En definitiva, hemos tratado de contener lo incontenible, hemos impuesto límites, con el devenir de los años, cada vez más estrictos a lo que no debíamos y hemos alentado la reproducción de malas prácticas urbanísticas y arquitectónicas en nuestras urbes sin entender su complejidad. Todo ello ha provocado que hoy lo que conocemos como ciudad no sea más que un contenedor insostenible que pide auxilio y que resiste a través de las iniciativas de colectivos y vecinos que han hecho de ella un lugar más habitable sin esperar a las administraciones, tomando lo que es suyo y transformando los espacios de acuerdo a sus necesidades.
Todos ellos hacen comunidad y no hay reglamento que les valga ni urbanista que les tosa. Éste es el tipo de relaciones que hemos dejado desatendidas.
En esos espacios repensados y modificados late aún la ciudad como un organismo vivo, como un ecosistema, más bien, pues así debería ser considerada, con su propia gestión eficaz de agua, materiales, residuos, energía y biodiversidad. Debemos entender esto si queremos avanzar hacia un futuro próspero en el que la complejidad de las ciudades no nos asuste si no que sea nuestro punto de partida a la hora de planificarlas.
Quizá con la crisis del Covid-19 haya llegado el momento por fin, dada la transición en la que nos encontramos hacia la nueva normalidad, de reflexionar sobre cómo hemos estado viviendo hasta ahora y en qué principios de habitabilidad se basan los diseños de nuestras casas, de si estábamos cumpliendo o no con la demanda real y necesaria de espacios públicos, de si son o no necesarios en caso de un segundo des confinamiento mundial, y así hasta un largo etcétera.

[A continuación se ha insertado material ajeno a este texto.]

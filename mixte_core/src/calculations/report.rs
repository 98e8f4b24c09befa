//! Display reports produced by every calculator.
//!
//! A [`Report`] is the presentation of one calculation: a title, labelled
//! values (some highlighted as the governing result), a [`Verdict`] badge
//! and free-form notes. Numbers keep their raw value so the same report
//! renders with a decimal comma in the GUI and a dot in JSON.

use serde::{Deserialize, Serialize};

use crate::format::NumberFormat;

/// Outcome badge of a verification
#[derive(Debug, Clone, PartialEq, Serialize, Deserialize)]
#[serde(tag = "status", content = "message")]
pub enum Verdict {
    /// Check satisfied
    Pass(String),
    /// Check not satisfied, with the governing reason
    Fail(String),
    /// Satisfied, but outside the range where the simplified method applies
    Warning(String),
    /// No demand given, resistance only
    NotChecked,
}

impl Verdict {
    pub fn ok() -> Self {
        Verdict::Pass("OK".to_string())
    }

    pub fn fail(reason: impl Into<String>) -> Self {
        Verdict::Fail(reason.into())
    }

    pub fn warning(reason: impl Into<String>) -> Self {
        Verdict::Warning(reason.into())
    }

    /// Pass or fail depending on a utilisation ratio
    pub fn from_ratio(ratio: f64) -> Self {
        if ratio <= 1.0 {
            Verdict::ok()
        } else {
            Verdict::fail("NOT VERIFIED")
        }
    }

    /// Only a `Fail` counts as failing
    pub fn passes(&self) -> bool {
        !matches!(self, Verdict::Fail(_))
    }

    /// Badge text, e.g. "✓ OK" or "✗ propping required"
    pub fn badge(&self) -> String {
        match self {
            Verdict::Pass(msg) => format!("✓ {}", msg),
            Verdict::Fail(msg) => format!("✗ {}", msg),
            Verdict::Warning(msg) => format!("⚠ {}", msg),
            Verdict::NotChecked => "—".to_string(),
        }
    }

    /// ASCII tag for terminals, matching the status icons of the CLI
    pub fn tag(&self) -> &'static str {
        match self {
            Verdict::Pass(_) => "[OK]",
            Verdict::Fail(_) => "[FAIL]",
            Verdict::Warning(_) => "[WARN]",
            Verdict::NotChecked => "[--]",
        }
    }
}

/// A value shown in a report line
#[derive(Debug, Clone, PartialEq, Serialize, Deserialize)]
#[serde(tag = "kind", rename_all = "snake_case")]
pub enum Value {
    Number { value: f64, decimals: usize, unit: String },
    /// Ratio displayed as a percentage
    Percent { ratio: f64 },
    Text { text: String },
}

impl Value {
    pub fn number(value: f64, decimals: usize, unit: &str) -> Self {
        Value::Number {
            value,
            decimals,
            unit: unit.to_string(),
        }
    }

    pub fn render(&self, fmt: &NumberFormat) -> String {
        match self {
            Value::Number { value, decimals, unit } => fmt.quantity(*value, *decimals, unit),
            Value::Percent { ratio } => fmt.percent(*ratio),
            Value::Text { text } => text.clone(),
        }
    }

    /// Raw number, if any
    pub fn as_f64(&self) -> Option<f64> {
        match self {
            Value::Number { value, .. } => Some(*value),
            Value::Percent { ratio } => Some(*ratio),
            Value::Text { .. } => None,
        }
    }
}

#[derive(Debug, Clone, PartialEq, Serialize, Deserialize)]
pub struct ReportLine {
    pub label: String,
    pub value: Value,
    /// Governing result, shown emphasized
    pub highlight: bool,
}

/// Formatted results of one calculation
#[derive(Debug, Clone, PartialEq, Serialize, Deserialize)]
pub struct Report {
    pub title: String,
    pub lines: Vec<ReportLine>,
    pub verdict: Verdict,
    #[serde(default, skip_serializing_if = "Vec::is_empty")]
    pub notes: Vec<String>,
}

impl Report {
    pub fn new(title: impl Into<String>) -> Self {
        Self {
            title: title.into(),
            lines: Vec::new(),
            verdict: Verdict::NotChecked,
            notes: Vec::new(),
        }
    }

    pub fn number(self, label: &str, value: f64, decimals: usize, unit: &str) -> Self {
        self.push(label, Value::number(value, decimals, unit), false)
    }

    /// Governing number, emphasized in the output
    pub fn key_number(self, label: &str, value: f64, decimals: usize, unit: &str) -> Self {
        self.push(label, Value::number(value, decimals, unit), true)
    }

    pub fn percent(self, label: &str, ratio: f64) -> Self {
        self.push(label, Value::Percent { ratio }, false)
    }

    pub fn text(self, label: &str, text: impl Into<String>) -> Self {
        self.push(label, Value::Text { text: text.into() }, false)
    }

    pub fn key_text(self, label: &str, text: impl Into<String>) -> Self {
        self.push(label, Value::Text { text: text.into() }, true)
    }

    pub fn verdict(mut self, verdict: Verdict) -> Self {
        self.verdict = verdict;
        self
    }

    pub fn note(mut self, note: impl Into<String>) -> Self {
        self.notes.push(note.into());
        self
    }

    fn push(mut self, label: &str, value: Value, highlight: bool) -> Self {
        self.lines.push(ReportLine {
            label: label.to_string(),
            value,
            highlight,
        });
        self
    }

    pub fn passes(&self) -> bool {
        self.verdict.passes()
    }

    /// Value of the line with the given label
    pub fn value(&self, label: &str) -> Option<&Value> {
        self.lines.iter().find(|l| l.label == label).map(|l| &l.value)
    }

    /// Plain-text rendering, one `label: value` per line, then the badge
    pub fn to_text(&self, fmt: &NumberFormat) -> String {
        let width = self.lines.iter().map(|l| l.label.chars().count()).max().unwrap_or(0);
        let mut out = format!("{}\n", self.title);
        for line in &self.lines {
            let marker = if line.highlight { ">" } else { " " };
            let pad = width - line.label.chars().count();
            out.push_str(&format!(
                "{} {}{} : {}\n",
                marker,
                line.label,
                " ".repeat(pad),
                line.value.render(fmt)
            ));
        }
        out.push_str(&format!("{} {}\n", self.verdict.tag(), self.verdict.badge()));
        for note in &self.notes {
            out.push_str(&format!("  note: {}\n", note));
        }
        out
    }
}
//! Results Panel (Right Side)
//!
//! Shows the last report of the selected calculator, or a hint until one
//! has been calculated.

use iced::widget::{column, container, scrollable, text, Column, Space};
use iced::{Element, Length};

use mixte_core::calculations::CalculatorKind;

use crate::{App, Message};
use super::result_report;

/// Render the results panel for the selected calculator
pub fn view_results_panel(app: &App, selected: Option<CalculatorKind>) -> Element<'_, Message> {
    let content: Column<'_, Message> = match selected.and_then(|kind| app.report(kind)) {
        Some(report) => result_report::view(report, app.number_format()),
        None => column![
            text("Results").size(14),
            Space::new().height(8),
            text("Fill in the form and press Calculate.").size(11).color([0.5, 0.5, 0.5]),
        ],
    };

    container(scrollable(content.padding(8)))
        .width(Length::FillPortion(55))
        .height(Length::Fill)
        .style(container::bordered_box)
        .padding(5)
        .into()
}
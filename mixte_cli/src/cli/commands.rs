//! CLI subcommand definitions.

use std::path::PathBuf;

use clap::{Args, Subcommand, ValueEnum};

use mixte_core::calculations::Course;

/// Login arguments; missing values are prompted for
#[derive(Debug, Args)]
pub struct LoginCommand {
    /// Last name
    #[arg(long)]
    pub last_name: Option<String>,

    /// First name
    #[arg(long)]
    pub first_name: Option<String>,

    /// Email checked against the allow-list
    #[arg(short, long)]
    pub email: Option<String>,
}

#[derive(Debug, Args)]
pub struct WhoamiCommand {
    /// Output as JSON
    #[arg(short, long)]
    pub json: bool,
}

/// Access gate commands.
#[derive(Debug, Subcommand)]
pub enum GateCommand {
    /// Check the session as a course page would, printing the redirect if any
    Check {
        /// Page path, e.g. /cours/poutres/index.html
        page: String,
    },

    /// Encode emails and @domains into an allow-list setting
    Encode {
        /// Entries, e.g. prof@esup.fr @etu.esup.fr
        #[arg(required = true)]
        entries: Vec<String>,
    },

    /// Show the decoded allow-list
    List,
}

/// Configuration commands.
#[derive(Debug, Subcommand)]
pub enum ConfigCommand {
    /// Show current configuration
    Show {
        /// Output as JSON
        #[arg(short, long)]
        json: bool,
    },

    /// Show the configuration file path
    Path,
}

/// Calculator commands.
#[derive(Debug, Subcommand)]
pub enum CalcCommand {
    /// List calculators by course
    List {
        /// Only this course
        #[arg(long, value_enum)]
        course: Option<CourseArg>,
    },

    /// Show the form fields of a calculator
    Fields {
        /// Calculator id, e.g. slab-moment
        kind: String,
    },

    /// Run a calculator from field values
    Run {
        /// Calculator id, e.g. slab-moment
        kind: String,

        /// Field value as id=value, repeatable
        #[arg(short = 's', long = "set", value_name = "ID=VALUE")]
        values: Vec<String>,

        /// Output the report as JSON
        #[arg(short, long)]
        json: bool,
    },

    /// Run a calculation stored as JSON (`-` reads stdin)
    Eval {
        file: PathBuf,

        /// Output the report as JSON
        #[arg(short, long)]
        json: bool,
    },
}

/// Content protection commands.
#[derive(Debug, Subcommand)]
pub enum ProtectCommand {
    /// List blocked shortcuts
    Keys,

    /// Show what the guard does with a shortcut
    Check {
        /// Shortcut, e.g. Ctrl+S or F12
        combo: String,

        /// Pressed inside a form input
        #[arg(long)]
        input: bool,
    },
}

#[derive(Debug, Clone, Copy, PartialEq, Eq, ValueEnum)]
pub enum CourseArg {
    Slabs,
    Columns,
    Beams,
}

impl From<CourseArg> for Course {
    fn from(arg: CourseArg) -> Self {
        match arg {
            CourseArg::Slabs => Course::Slabs,
            CourseArg::Columns => Course::Columns,
            CourseArg::Beams => Course::Beams,
        }
    }
}

#[cfg(test)]
mod tests {
    use super::*;

    #[test]
    fn test_course_arg_conversion() {
        assert_eq!(Course::from(CourseArg::Slabs), Course::Slabs);
        assert_eq!(Course::from(CourseArg::Columns), Course::Columns);
        assert_eq!(Course::from(CourseArg::Beams), Course::Beams);
    }
}
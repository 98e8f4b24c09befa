//! UI module for the course application
//!
//! # Screens
//! - `login` - Allow-list login form
//! - `home` - Course cards
//! - Course page: `items_panel` | `input_panel` | `results_panel`
//!
//! # Panel Structure
//! - `toolbar` - Header with the signed-in reader, course tabs, logout
//! - `items_panel` - Left sidebar: calculators of the course with their last badge
//! - `input_panel` - Center panel: dispatches to `input_calculator`
//! - `results_panel` - Right panel: dispatches to `result_report`
//! - `status_bar` - Session time left and status messages
//!
//! # Overlays
//! - `modal` - Alerts and logout confirmation
//! - `overlay` - Watermark and blocked-action notification
//!
//! # Shared Components
//! - `shared/badge` - Verdict badge

// Screens
pub mod home;
pub mod login;

// Top-level panels
pub mod input_panel;
pub mod items_panel;
pub mod results_panel;
pub mod status_bar;
pub mod toolbar;

// Panel children
pub mod input_calculator;
pub mod result_report;

// Overlays
pub mod modal;
pub mod overlay;

// Shared components
pub mod shared;
//! Decoded email allow-list.

use base64::prelude::*;
use serde::{Deserialize, Serialize};

/// Trimmed, lowercased form used for every comparison
pub fn normalize_email(email: &str) -> String {
    email.trim().to_lowercase()
}

/// Emails and `@domain` suffixes allowed through the gate.
///
/// An empty list lets everyone in.
#[derive(Debug, Clone, Default, PartialEq, Eq, Serialize, Deserialize)]
pub struct AllowList {
    entries: Vec<String>,
}

impl AllowList {
    /// Build from plain entries; blank entries are dropped
    pub fn new<I, S>(entries: I) -> Self
    where
        I: IntoIterator<Item = S>,
        S: AsRef<str>,
    {
        Self {
            entries: entries
                .into_iter()
                .map(|e| normalize_email(e.as_ref()))
                .filter(|e| !e.is_empty())
                .collect(),
        }
    }

    /// Decode a base64 comma-separated list.
    ///
    /// An undecodable value is logged and yields an empty list, which
    /// admits everyone.
    pub fn decode(encoded: &str) -> Self {
        let bytes = match BASE64_STANDARD.decode(encoded.trim()) {
            Ok(bytes) => bytes,
            Err(e) => {
                tracing::warn!(error = %e, "allow-list is not valid base64, gate left open");
                return Self::default();
            }
        };
        match String::from_utf8(bytes) {
            Ok(text) => Self::new(text.split(',')),
            Err(e) => {
                tracing::warn!(error = %e, "allow-list is not valid UTF-8, gate left open");
                Self::default()
            }
        }
    }

    /// Encoded form, suitable for the `access.allow_list` setting
    pub fn encode(&self) -> String {
        BASE64_STANDARD.encode(self.entries.join(","))
    }

    pub fn entries(&self) -> &[String] {
        &self.entries
    }

    pub fn len(&self) -> usize {
        self.entries.len()
    }

    pub fn is_empty(&self) -> bool {
        self.entries.is_empty()
    }

    /// Exact address or domain-suffix match, after normalization
    pub fn permits(&self, email: &str) -> bool {
        if self.entries.is_empty() {
            return true;
        }
        let email = normalize_email(email);
        self.entries.iter().any(|entry| {
            if entry.starts_with('@') {
                email.ends_with(entry.as_str())
            } else {
                email == *entry
            }
        })
    }
}

#[cfg(test)]
mod tests {
    use super::*;
    use crate::access::DEFAULT_ENCODED_ALLOW_LIST;
    use proptest::prelude::*;

    #[test]
    fn test_decode_default_list() {
        let list = AllowList::decode(DEFAULT_ENCODED_ALLOW_LIST);
        assert_eq!(
            list.entries(),
            ["admin@esup.fr", "prof@esup.fr", "test@example.com", "etudiant@esup.fr"]
        );
    }

    #[test]
    fn test_exact_match_is_normalized() {
        let list = AllowList::decode(DEFAULT_ENCODED_ALLOW_LIST);
        assert!(list.permits("  Prof@ESUP.fr "));
        assert!(!list.permits("eleve@esup.fr"));
        assert!(!list.permits(""));
    }

    #[test]
    fn test_domain_suffix() {
        let list = AllowList::new(["@esup.fr"]);
        assert!(list.permits("anyone@esup.fr"));
        assert!(!list.permits("anyone@esup.fr.evil.com"));
        assert!(!list.permits("anyone@gmail.com"));
    }

    #[test]
    fn test_invalid_base64_fails_open() {
        let list = AllowList::decode("%%% not base64 %%%");
        assert!(list.is_empty());
        assert!(list.permits("stranger@nowhere.org"));
    }

    #[test]
    fn test_blank_entries_dropped() {
        let list = AllowList::decode(&BASE64_STANDARD.encode("a@b.c, ,,"));
        assert_eq!(list.len(), 1);
    }

    #[test]
    fn test_encode_matches_shipped_constant() {
        let list = AllowList::new(["admin@esup.fr", "prof@esup.fr", "test@example.com", "etudiant@esup.fr"]);
        assert_eq!(list.encode(), DEFAULT_ENCODED_ALLOW_LIST);
    }

    proptest! {
        #[test]
        fn prop_empty_list_admits_everyone(email in "\\PC*") {
            prop_assert!(AllowList::default().permits(&email));
        }

        #[test]
        fn prop_listed_email_admitted_in_any_case(user in "[a-z]{1,10}", domain in "[a-z]{1,8}\\.fr") {
            let email = format!("{}@{}", user, domain);
            let list = AllowList::new([email.clone()]);
            prop_assert!(list.permits(&email.to_uppercase()));
            let padded = format!(" {} ", email);
            prop_assert!(list.permits(&padded));
        }

        #[test]
        fn prop_domain_entry_admits_its_users(user in "[a-z0-9.]{1,12}") {
            let list = AllowList::new(["@esup.fr"]);
            let inside = format!("{}@esup.fr", user);
            let outside = format!("{}@esup.com", user);
            prop_assert!(list.permits(&inside));
            prop_assert!(!list.permits(&outside));
        }
    }
}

Estas cuestiones son la base del debate en el que nos encontramos hoy día y es el quebradero de cabeza principal para arquitectos y urbanistas.
Confío en que parte de la solución esté en considerar como espacio de oportunidad todo lo que ha quedado fuera del trazado monocéntrico de la ciudad y en que empecemos a hacer otras lecturas de lo no urbano o el no lugar, dejando a un lado, de una vez por todas la concepción absurda- parafraseando a George Steiner– de que lo que no se ordena no existe.
(1) No lugar y arquitectura: Reflexiones sobre el concepto del no-lugar para la arquitectura contemporánea. Revista Arquitectura. (2) Sánchez, M. (2019). Tierra de Mujeres. Ed. Seix Barral
Andrea Camacho, arquitecta.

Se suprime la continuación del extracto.